Dari penjelasan di atas dapat ditarik kesimpulan bahwa akhlak, yaitu ilmu yang membahas tentang perbuatan mulia serta cara mengupayakan perbuatan tersebut dan tentang perbuatan buruk serta cara menjauhinya. Atau ilmu yang menunjukan batasan guna mengukur tindakan-tindakan sesuka hati dari sisi baik dan buruknya disertai ketentuan tanggung jawab dan balasan pelaku tindkan tersebut. Sedngkan tujuan ilmu ini adalah mencapai kebahagiaan dan keselamatan diri di dunia dan akhirat.
Demikian pula terdapat kaitan erat antara pengertian akhlak dan pengertian iman. Karna itu jika salahsatu dari yang dua ini berkurang maka pasti menggelincirkan yang lainnya. Sebab itu Rasullah saw bersabda:” orang mmukmin yang paling sempurna imannya addalah yang paling baik akhlaknya”.

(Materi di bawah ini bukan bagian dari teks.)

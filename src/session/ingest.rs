//! Feeding raw chat.log lines into a session.

use serde::Serialize;

use super::Session;
use crate::loadout::Loadout;
use crate::parser::{split_log_line, LineParser};

#[derive(Debug, Clone, Copy, Default, PartialEq, Eq, Serialize)]
pub struct IngestReport {
    pub lines_read: usize,
    pub events_appended: usize,
    pub lines_dropped: usize,
    /// Lines whose header time went backwards and was clamped forward.
    pub timestamps_clamped: usize,
}

/// Parse `lines` and append every recognised event to a copy of `session`.
///
/// Each event takes its line's header time. Lines without a readable header
/// time reuse the previous event's time, and a header time earlier than the
/// previous event is clamped up to it, so the log stays non-decreasing.
pub fn ingest_lines<I, S>(
    session: &Session,
    lines: I,
    parser: &LineParser,
    active_loadout: Option<&Loadout>,
) -> (Session, IngestReport)
where
    I: IntoIterator<Item = S>,
    S: AsRef<str>,
{
    let mut next = session.clone();
    let mut report = IngestReport::default();
    let mut last_timestamp = next
        .events()
        .last()
        .map(|event| event.timestamp)
        .unwrap_or(next.started_at);

    for line in lines {
        let line = line.as_ref();
        report.lines_read += 1;

        let header_time = split_log_line(line).and_then(|parsed| parsed.timestamp);
        let timestamp = match header_time {
            Some(time) if time < last_timestamp => {
                report.timestamps_clamped += 1;
                last_timestamp
            }
            Some(time) => time,
            None => last_timestamp,
        };

        match parser.parse(timestamp, line) {
            Some(event) => {
                next.append_in_place(event, active_loadout);
                last_timestamp = timestamp;
                report.events_appended += 1;
            }
            None => report.lines_dropped += 1,
        }
    }

    tracing::debug!(
        session_id = %next.id,
        lines_read = report.lines_read,
        events_appended = report.events_appended,
        lines_dropped = report.lines_dropped,
        timestamps_clamped = report.timestamps_clamped,
        "ingested chat log lines"
    );
    (next, report)
}
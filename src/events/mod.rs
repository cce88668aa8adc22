//! Typed events produced from raw chat-log lines.
//!
//! Every recognised line becomes exactly one [`ParsedEvent`]. The kind-specific
//! payload lives in [`EventKind`], so the aggregator's `match` is exhaustive
//! over everything the parser can emit.

use serde::{Deserialize, Serialize};

/// Declared category of a skill gain.
#[derive(Debug, Clone, Copy, PartialEq, Eq, PartialOrd, Ord, Hash, Serialize, Deserialize)]
#[serde(rename_all = "snake_case")]
pub enum SkillCategory {
    Combat,
    Profession,
    Attributes,
}

impl SkillCategory {
    pub fn as_str(&self) -> &'static str {
        match self {
            Self::Combat => "combat",
            Self::Profession => "profession",
            Self::Attributes => "attributes",
        }
    }
}

#[derive(Debug, Clone, PartialEq, Serialize, Deserialize)]
#[serde(tag = "type", rename_all = "snake_case")]
pub enum EventKind {
    // offense
    DamageDealt {
        amount: f64,
        #[serde(default)]
        critical: bool,
    },
    Miss,
    TargetDodged,
    TargetEvaded,
    TargetResisted,
    OutOfRange,

    // defense
    DamageTaken {
        amount: f64,
        #[serde(default)]
        critical: bool,
    },
    DamageReduced {
        amount: f64,
    },
    Deflect,
    PlayerDodged,
    PlayerEvaded,
    EnemyMissed,

    // healing
    SelfHeal {
        amount: f64,
    },
    HealedBy {
        amount: f64,
    },
    HealGiven {
        amount: f64,
    },

    // loot
    Loot {
        value: f64,
        item_name: String,
        quantity: u32,
    },
    MiningClaim {
        value: f64,
    },
    MiningNoFind,

    // skills
    SkillGain {
        amount: f64,
        skill_name: String,
        skill_category: SkillCategory,
    },
    AttributeGain {
        amount: f64,
        skill_name: String,
    },
    SkillRank {
        skill_name: String,
    },
    SkillAcquired {
        skill_name: String,
    },

    // meta
    Global {
        #[serde(default, skip_serializing_if = "Option::is_none")]
        player: Option<String>,
        #[serde(default, skip_serializing_if = "Option::is_none")]
        value: Option<f64>,
    },
    Hof {
        #[serde(default, skip_serializing_if = "Option::is_none")]
        player: Option<String>,
        #[serde(default, skip_serializing_if = "Option::is_none")]
        value: Option<f64>,
    },
    Death,
    Revive,
}

impl EventKind {
    /// Offense events are the ones that cost a shot.
    pub fn is_offense(&self) -> bool {
        matches!(
            self,
            Self::DamageDealt { .. }
                | Self::Miss
                | Self::TargetDodged
                | Self::TargetEvaded
                | Self::TargetResisted
                | Self::OutOfRange
        )
    }

    /// Defense events that wear armor: a hit landed or was deflected.
    pub fn wears_armor(&self) -> bool {
        matches!(self, Self::DamageTaken { .. } | Self::Deflect)
    }

    /// Wire name of the kind, identical to the serialized `type` tag.
    pub fn name(&self) -> &'static str {
        match self {
            Self::DamageDealt { .. } => "damage_dealt",
            Self::Miss => "miss",
            Self::TargetDodged => "target_dodged",
            Self::TargetEvaded => "target_evaded",
            Self::TargetResisted => "target_resisted",
            Self::OutOfRange => "out_of_range",
            Self::DamageTaken { .. } => "damage_taken",
            Self::DamageReduced { .. } => "damage_reduced",
            Self::Deflect => "deflect",
            Self::PlayerDodged => "player_dodged",
            Self::PlayerEvaded => "player_evaded",
            Self::EnemyMissed => "enemy_missed",
            Self::SelfHeal { .. } => "self_heal",
            Self::HealedBy { .. } => "healed_by",
            Self::HealGiven { .. } => "heal_given",
            Self::Loot { .. } => "loot",
            Self::MiningClaim { .. } => "mining_claim",
            Self::MiningNoFind => "mining_no_find",
            Self::SkillGain { .. } => "skill_gain",
            Self::AttributeGain { .. } => "attribute_gain",
            Self::SkillRank { .. } => "skill_rank",
            Self::SkillAcquired { .. } => "skill_acquired",
            Self::Global { .. } => "global",
            Self::Hof { .. } => "hof",
            Self::Death => "death",
            Self::Revive => "revive",
        }
    }
}

/// One recognised log line.
///
/// `loadout_id` is empty when parsed and filled in by
/// [`Session::append`](crate::session::Session::append) from the loadout
/// active at that moment.
#[derive(Debug, Clone, PartialEq, Serialize, Deserialize)]
pub struct ParsedEvent {
    /// Milliseconds since the unix epoch.
    pub timestamp: i64,
    pub raw: String,
    #[serde(flatten)]
    pub kind: EventKind,
    #[serde(default, skip_serializing_if = "Option::is_none")]
    pub loadout_id: Option<String>,
}

impl ParsedEvent {
    pub fn new(timestamp: i64, raw: impl Into<String>, kind: EventKind) -> Self {
        Self {
            timestamp,
            raw: raw.into(),
            kind,
            loadout_id: None,
        }
    }

    pub fn is_offense(&self) -> bool {
        self.kind.is_offense()
    }
}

Karna itu pula maka akhlak mulia dan terpuji itu kembali kepada iman dan kepada pengamalan tuntutan iman tersebut. Sebagaimana ia kembali kepada pikiran-pikiran yang mulia atau kepada perasaan-perasaan yang sangat dalam, hubungannya dengan Allah SWT.

2.3 Ilmu Akhlak

Ada beberapa definisi yang dikemukakan oleh beberapa pakar tentang pengrtian ilmu Akhlak, diantaranya yaitu
a)    Menurut Imam Al Ghazali: Ilmu menuju jalan ke akhirat yang dapat disebut ilmu sifat hati dan ilmu rahasia.

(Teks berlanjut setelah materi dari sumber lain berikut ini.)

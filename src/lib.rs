//! Hunting-session ledger for Entropia Universe chat logs.
//!
//! Raw `chat.log` lines are parsed into typed [`events::ParsedEvent`]s,
//! appended to a copy-on-write [`session::Session`] together with a frozen
//! cost snapshot of the active loadout, and folded into
//! [`stats::SessionStats`] on demand.

pub mod cli;
pub mod config;
pub mod error;
pub mod events;
pub mod export;
pub mod loadout;
pub mod logging;
pub mod parallel;
pub mod parser;
pub mod server;
pub mod session;
pub mod stats;

pub use error::LedgerError;
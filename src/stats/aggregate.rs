//! Single forward pass from a session's events to [`SessionStats`].

use std::collections::HashMap;

use super::{
    ratio, CombatStats, DefenseStats, EconomyStats, HealingStats, LoadoutBreakdown,
    LootStats, MarkupTable, MetaStats, SessionStats, SkillEfficiency, SkillStats,
};
use crate::events::{EventKind, ParsedEvent, SkillCategory};
use crate::session::{now_millis, Session};

pub const SHRAPNEL: &str = "Shrapnel";

const MS_PER_SECOND: f64 = 1000.0;
const SECONDS_PER_HOUR: f64 = 3600.0;

/// Ammunition drops are named "... Ammo" ("Universal Ammo", "Weapon Cell Ammo").
pub fn is_ammo_item(item_name: &str) -> bool {
    item_name.to_ascii_lowercase().contains("ammo")
}

/// Stats for `session`, timing an open session against the wall clock.
pub fn calculate_session_stats(session: &Session, markup: Option<&MarkupTable>) -> SessionStats {
    calculate_session_stats_at(session, markup, now_millis())
}

/// Stats for `session` with `now_ms` standing in for the current time.
///
/// Pure: the same session, markup table and `now_ms` always give the same
/// result. `now_ms` only matters while the session is open.
pub fn calculate_session_stats_at(
    session: &Session,
    markup: Option<&MarkupTable>,
    now_ms: i64,
) -> SessionStats {
    let mut acc = Accumulator::new(session, markup);
    for event in session.events().iter() {
        acc.observe(event);
    }
    acc.finish(session.duration_ms(now_ms))
}

struct Accumulator<'a> {
    session: &'a Session,
    markup: Option<&'a MarkupTable>,
    combat: CombatStats,
    defense: DefenseStats,
    healing: HealingStats,
    loot: LootStats,
    skills: SkillStats,
    meta: MetaStats,
    total_spend: f64,
    armor_decay: f64,
    loot_value: f64,
    loot_value_with_markup: f64,
    loadouts: Vec<LoadoutBreakdown>,
    loadout_index: HashMap<&'a str, usize>,
    /// Breakdown slot of the most recent offense event, if it was tagged.
    current_loadout: Option<usize>,
}

impl<'a> Accumulator<'a> {
    fn new(session: &'a Session, markup: Option<&'a MarkupTable>) -> Self {
        Self {
            session,
            markup,
            combat: CombatStats::default(),
            defense: DefenseStats::default(),
            healing: HealingStats::default(),
            loot: LootStats::default(),
            skills: SkillStats::default(),
            meta: MetaStats::default(),
            total_spend: 0.0,
            armor_decay: 0.0,
            loot_value: 0.0,
            loot_value_with_markup: 0.0,
            loadouts: Vec::new(),
            loadout_index: HashMap::new(),
            current_loadout: None,
        }
    }

    fn observe(&mut self, event: &'a ParsedEvent) {
        if event.kind.is_offense() {
            self.record_shot(event);
        }
        if event.kind.wears_armor() {
            self.armor_decay += event
                .loadout_id
                .as_deref()
                .and_then(|id| self.session.snapshot(id))
                .map(|snapshot| snapshot.armor_decay_per_hit)
                .unwrap_or(0.0);
        }

        match &event.kind {
            EventKind::DamageDealt { amount, critical } => {
                self.combat.hits += 1;
                self.combat.damage_dealt += amount;
                if *critical {
                    self.combat.criticals += 1;
                    self.combat.critical_damage += amount;
                }
            }
            EventKind::Miss => self.combat.player_missed += 1,
            EventKind::TargetDodged => self.combat.target_dodged += 1,
            EventKind::TargetEvaded => self.combat.target_evaded += 1,
            EventKind::TargetResisted => self.combat.target_resisted += 1,
            EventKind::OutOfRange => self.combat.out_of_range += 1,

            EventKind::DamageTaken { amount, critical } => {
                self.defense.times_hit += 1;
                self.defense.damage_taken += amount;
                if *critical {
                    self.defense.critical_hits_taken += 1;
                }
            }
            EventKind::DamageReduced { amount } => self.defense.damage_reduced += amount,
            EventKind::Deflect => self.defense.deflects += 1,
            EventKind::PlayerDodged => self.defense.player_dodged += 1,
            EventKind::PlayerEvaded => self.defense.player_evaded += 1,
            EventKind::EnemyMissed => self.defense.enemy_missed += 1,

            EventKind::SelfHeal { amount } => self.healing.self_heal += amount,
            EventKind::HealedBy { amount } => self.healing.healed_by += amount,
            EventKind::HealGiven { amount } => self.healing.heal_given += amount,

            EventKind::Loot {
                value,
                item_name,
                quantity,
            } => self.record_loot(item_name, *value, *quantity),
            EventKind::MiningClaim { value } => {
                self.loot.mining_claims += 1;
                self.loot.mining_claim_value += value;
                self.loot_value += value;
                self.loot_value_with_markup += value;
                self.credit_current_loadout(*value);
            }
            EventKind::MiningNoFind => self.loot.mining_no_finds += 1,

            EventKind::SkillGain {
                amount,
                skill_name,
                skill_category,
            } => self.record_skill_gain(skill_name, *amount, *skill_category),
            EventKind::AttributeGain { amount, skill_name } => {
                self.record_skill_gain(skill_name, *amount, SkillCategory::Attributes)
            }
            EventKind::SkillRank { .. } => {
                self.skills.total_skill_events += 1;
                self.skills.skill_ranks += 1;
            }
            EventKind::SkillAcquired { .. } => self.skills.new_skills_unlocked += 1,

            EventKind::Global { .. } => self.meta.globals += 1,
            EventKind::Hof { .. } => self.meta.hofs += 1,
            EventKind::Death => self.meta.deaths += 1,
            EventKind::Revive => self.meta.revives += 1,
        }
    }

    fn record_shot(&mut self, event: &'a ParsedEvent) {
        self.combat.shots += 1;

        let session = self.session;
        let snapshot = event.loadout_id.as_deref().and_then(|id| session.snapshot(id));
        let cost = snapshot
            .map(|snapshot| snapshot.cost_per_shot)
            .unwrap_or(session.manual_cost_per_shot);
        self.total_spend += cost;

        let Some(id) = event.loadout_id.as_deref() else {
            self.current_loadout = None;
            return;
        };
        let slot = match self.loadout_index.get(id) {
            Some(slot) => *slot,
            None => {
                self.loadouts.push(LoadoutBreakdown {
                    loadout_id: id.to_string(),
                    loadout_name: snapshot
                        .map(|snapshot| snapshot.name.clone())
                        .unwrap_or_else(|| id.to_string()),
                    ..LoadoutBreakdown::default()
                });
                let slot = self.loadouts.len() - 1;
                self.loadout_index.insert(id, slot);
                slot
            }
        };
        let entry = &mut self.loadouts[slot];
        entry.shots += 1;
        entry.spend += cost;
        self.current_loadout = Some(slot);
    }

    fn record_loot(&mut self, item_name: &str, value: f64, quantity: u32) {
        self.combat.kills += 1;
        self.loot.loot_events += 1;
        self.loot_value += value;
        self.loot_value_with_markup += match self.markup {
            Some(table) => table.value_with_markup(item_name, value, quantity),
            None => value,
        };

        if item_name == SHRAPNEL {
            self.loot.shrapnel_value += value;
        }
        if is_ammo_item(item_name) {
            self.loot.ammo_value += value;
        }

        let item = self
            .loot
            .by_item
            .entry(item_name.to_string())
            .or_default();
        item.count += 1;
        item.quantity += u64::from(quantity);
        item.total_value += value;

        self.credit_current_loadout(value);
    }

    fn credit_current_loadout(&mut self, value: f64) {
        if let Some(slot) = self.current_loadout {
            self.loadouts[slot].loot_value += value;
        }
    }

    fn record_skill_gain(&mut self, skill_name: &str, amount: f64, category: SkillCategory) {
        self.skills.total_skill_events += 1;
        self.skills.total_skill_gains += amount;
        let totals = self
            .skills
            .by_skill
            .entry(skill_name.to_string())
            .or_default();
        totals.total_gain += amount;
        totals.gain_count += 1;
        *self.skills.by_category.entry(category).or_insert(0.0) += amount;
    }

    fn finish(self, duration_ms: i64) -> SessionStats {
        let session = self.session;
        let duration = duration_ms as f64 / MS_PER_SECOND;
        let hours = duration / SECONDS_PER_HOUR;

        let mut combat = self.combat;
        combat.misses = combat.shots - combat.hits;
        combat.hit_rate = ratio(combat.hits as f64, combat.shots as f64) * 100.0;
        combat.crit_rate = ratio(combat.criticals as f64, combat.hits as f64) * 100.0;
        combat.avg_damage_per_hit = ratio(combat.damage_dealt, combat.hits as f64);

        let mut healing = self.healing;
        healing.total_received = healing.self_heal + healing.healed_by;

        let mut loot = self.loot;
        loot.unique_items = loot.by_item.len();
        loot.real_loot_value = self.loot_value - loot.shrapnel_value;

        let total_spend = self.total_spend;
        let loot_value = self.loot_value;
        let total_cost = total_spend
            + self.armor_decay
            + session.manual_armor_cost
            + session.manual_fap_cost
            + session.manual_misc_cost;
        let net_profit = loot_value - total_cost;
        let kills = combat.kills as f64;
        let economy = EconomyStats {
            total_spend,
            loot_value,
            profit: loot_value - total_spend,
            decay: self.armor_decay,
            manual_armor_cost: session.manual_armor_cost,
            manual_fap_cost: session.manual_fap_cost,
            manual_misc_cost: session.manual_misc_cost,
            total_cost,
            net_profit,
            return_rate: ratio(loot_value, total_cost) * 100.0,
            loot_value_with_markup: self.loot_value_with_markup,
            profit_with_markup: self.loot_value_with_markup - total_spend,
            net_profit_with_markup: self.loot_value_with_markup - total_cost,
            return_rate_with_markup: ratio(self.loot_value_with_markup, total_cost) * 100.0,
            cost_per_kill: ratio(total_cost, kills),
            loot_per_kill: ratio(loot_value, kills),
            profit_per_hour: ratio(net_profit, hours),
        };

        let gains = self.skills.total_skill_gains;
        let skill_efficiency = SkillEfficiency {
            skill_per_hour: ratio(gains, hours),
            skill_per_ped_spent: ratio(gains, total_spend),
            skill_per_kill: ratio(gains, kills),
            skill_per_shot: ratio(gains, combat.shots as f64),
        };

        SessionStats {
            session_id: session.id.clone(),
            event_count: session.events().len(),
            duration,
            combat,
            defense: self.defense,
            healing,
            loot,
            skills: self.skills,
            economy,
            skill_efficiency,
            meta: self.meta,
            loadout_breakdown: self.loadouts,
        }
    }
}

b)    Menurut Ahmad Amin: Suatu ilmu yang menjelaskan arti baik dan buruk, menerangkan apa yang seharusnya dilakukan oleh manusia kepada sesamanya, menjelaskan tujuan manusia melakukan sesuatu, dan menjelaskan apa yang harus diperbuat.
c)    Menurut R.Jolivet: Ilmu yang membahas hal hal yang wajib dan patut bagi manusia hingga persoalan persoalan yang dilarang.

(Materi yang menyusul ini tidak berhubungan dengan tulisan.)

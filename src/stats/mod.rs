//! Derived session statistics.
//!
//! [`SessionStats`] is never stored. It is recomputed from a
//! [`Session`](crate::session::Session) and an optional
//! [`MarkupTable`] by [`calculate_session_stats`]; same inputs, same output.

pub mod aggregate;
pub mod markup;

use std::collections::BTreeMap;

use serde::{Deserialize, Serialize};

use crate::events::SkillCategory;

pub use aggregate::{calculate_session_stats, calculate_session_stats_at, is_ammo_item, SHRAPNEL};
pub use markup::{load_markup_table, MarkupEntry, MarkupTable, DEFAULT_MARKUP_PATH};

/// `numerator / denominator`, or 0 when the denominator is not positive.
pub fn ratio(numerator: f64, denominator: f64) -> f64 {
    if denominator > 0.0 {
        numerator / denominator
    } else {
        0.0
    }
}

#[derive(Debug, Clone, Default, PartialEq, Serialize, Deserialize)]
pub struct CombatStats {
    pub shots: u64,
    pub hits: u64,
    pub misses: u64,
    pub criticals: u64,
    /// One per loot event; the log has no explicit kill line.
    pub kills: u64,
    pub damage_dealt: f64,
    pub critical_damage: f64,
    pub player_missed: u64,
    pub target_dodged: u64,
    pub target_evaded: u64,
    pub target_resisted: u64,
    pub out_of_range: u64,
    pub hit_rate: f64,
    pub crit_rate: f64,
    pub avg_damage_per_hit: f64,
}

#[derive(Debug, Clone, Default, PartialEq, Serialize, Deserialize)]
pub struct DefenseStats {
    pub times_hit: u64,
    pub critical_hits_taken: u64,
    pub damage_taken: f64,
    pub damage_reduced: f64,
    pub deflects: u64,
    pub player_dodged: u64,
    pub player_evaded: u64,
    pub enemy_missed: u64,
}

#[derive(Debug, Clone, Default, PartialEq, Serialize, Deserialize)]
pub struct HealingStats {
    pub self_heal: f64,
    pub healed_by: f64,
    pub heal_given: f64,
    pub total_received: f64,
}

#[derive(Debug, Clone, Default, PartialEq, Serialize, Deserialize)]
pub struct ItemLoot {
    pub count: u64,
    pub quantity: u64,
    pub total_value: f64,
}

#[derive(Debug, Clone, Default, PartialEq, Serialize, Deserialize)]
pub struct LootStats {
    pub loot_events: u64,
    pub by_item: BTreeMap<String, ItemLoot>,
    pub unique_items: usize,
    pub shrapnel_value: f64,
    pub ammo_value: f64,
    /// Loot value without shrapnel.
    pub real_loot_value: f64,
    pub mining_claims: u64,
    pub mining_claim_value: f64,
    pub mining_no_finds: u64,
}

#[derive(Debug, Clone, Default, PartialEq, Serialize, Deserialize)]
pub struct SkillTotals {
    pub total_gain: f64,
    pub gain_count: u64,
}

#[derive(Debug, Clone, Default, PartialEq, Serialize, Deserialize)]
pub struct SkillStats {
    /// Gains, attribute gains and rank-ups.
    pub total_skill_events: u64,
    pub total_skill_gains: f64,
    pub by_skill: BTreeMap<String, SkillTotals>,
    pub by_category: BTreeMap<SkillCategory, f64>,
    pub skill_ranks: u64,
    pub new_skills_unlocked: u64,
}

#[derive(Debug, Clone, Default, PartialEq, Serialize, Deserialize)]
pub struct EconomyStats {
    /// Ammo and weapon decay: one shot cost per offense event.
    pub total_spend: f64,
    pub loot_value: f64,
    pub profit: f64,
    /// Armor decay from absorbed and deflected hits.
    pub decay: f64,
    pub manual_armor_cost: f64,
    pub manual_fap_cost: f64,
    pub manual_misc_cost: f64,
    pub total_cost: f64,
    pub net_profit: f64,
    /// Loot over total cost, in percent.
    pub return_rate: f64,
    pub loot_value_with_markup: f64,
    pub profit_with_markup: f64,
    pub net_profit_with_markup: f64,
    pub return_rate_with_markup: f64,
    pub cost_per_kill: f64,
    pub loot_per_kill: f64,
    pub profit_per_hour: f64,
}

#[derive(Debug, Clone, Default, PartialEq, Serialize, Deserialize)]
pub struct SkillEfficiency {
    pub skill_per_hour: f64,
    pub skill_per_ped_spent: f64,
    pub skill_per_kill: f64,
    pub skill_per_shot: f64,
}

#[derive(Debug, Clone, Default, PartialEq, Serialize, Deserialize)]
pub struct MetaStats {
    pub globals: u64,
    pub hofs: u64,
    pub deaths: u64,
    pub revives: u64,
}

#[derive(Debug, Clone, Default, PartialEq, Serialize, Deserialize)]
pub struct LoadoutBreakdown {
    pub loadout_id: String,
    pub loadout_name: String,
    pub shots: u64,
    /// Loot that followed this loadout's shots before the next switch.
    pub loot_value: f64,
    pub spend: f64,
}

impl LoadoutBreakdown {
    pub fn return_rate(&self) -> f64 {
        ratio(self.loot_value, self.spend) * 100.0
    }
}

#[derive(Debug, Clone, Default, PartialEq, Serialize, Deserialize)]
pub struct SessionStats {
    pub session_id: String,
    pub event_count: usize,
    /// Active time in seconds, pauses excluded.
    pub duration: f64,
    pub combat: CombatStats,
    pub defense: DefenseStats,
    pub healing: HealingStats,
    pub loot: LootStats,
    pub skills: SkillStats,
    pub economy: EconomyStats,
    pub skill_efficiency: SkillEfficiency,
    pub meta: MetaStats,
    pub loadout_breakdown: Vec<LoadoutBreakdown>,
}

d)    Menurut G.Gusdorof: Jalan untuk menentukan suatu kebaikan sehingga menerangkan kehidupan manusia dalam kehidupan sehari hari.
e)    Menurut Barmawi Umarie: Ilmu Akhlak adalah ilmu yang menetukan batas antara yang baik dan yang buruk, terpuji dan tercela, tentang perbuatan dan perkataan manusia, lahir dan batin.
Dengan memperhatikan definisi definisi Ilmu Akhlak tersebut, maka tampak bahwa ruang lingkup bahsaan Ilmu Akhlak adalah tentang perbuatan perbutan manusia serta kategorisasinya apakah perbuatan tersebut tergolong baik atau buruk. Dengan demikian, maka obyek pembahasan ilmu Akhlak itu berkaitan dengan norma atau penilaian terhadap suatu perbuatan yang dilakukan oleh seseoarang. Untuk menilai sesuatu baik atau buruk maka kita menggunakan ukuran yang bersifat normatif. Sedangkan untuk menilai sesuatu benar atau slah, maka kita menggunakan kalkulasi yang dilakukan akal pikiran.
Kaitannya dengan hal ini, Ahmad Amin mengatakan bahwa “obyek ilmu akhlak adalah membahas perbuatan manusia, lalu menentukannya mana yang baik dan mana yang buruk”. Sedangkan Muhammad Al Ghazali menjelaskan bahwa kawasan pembahasan ilmu akhlak adalah seluruh aspek kehidupan manusia baik sebagai individu maupun sebagai kelompok.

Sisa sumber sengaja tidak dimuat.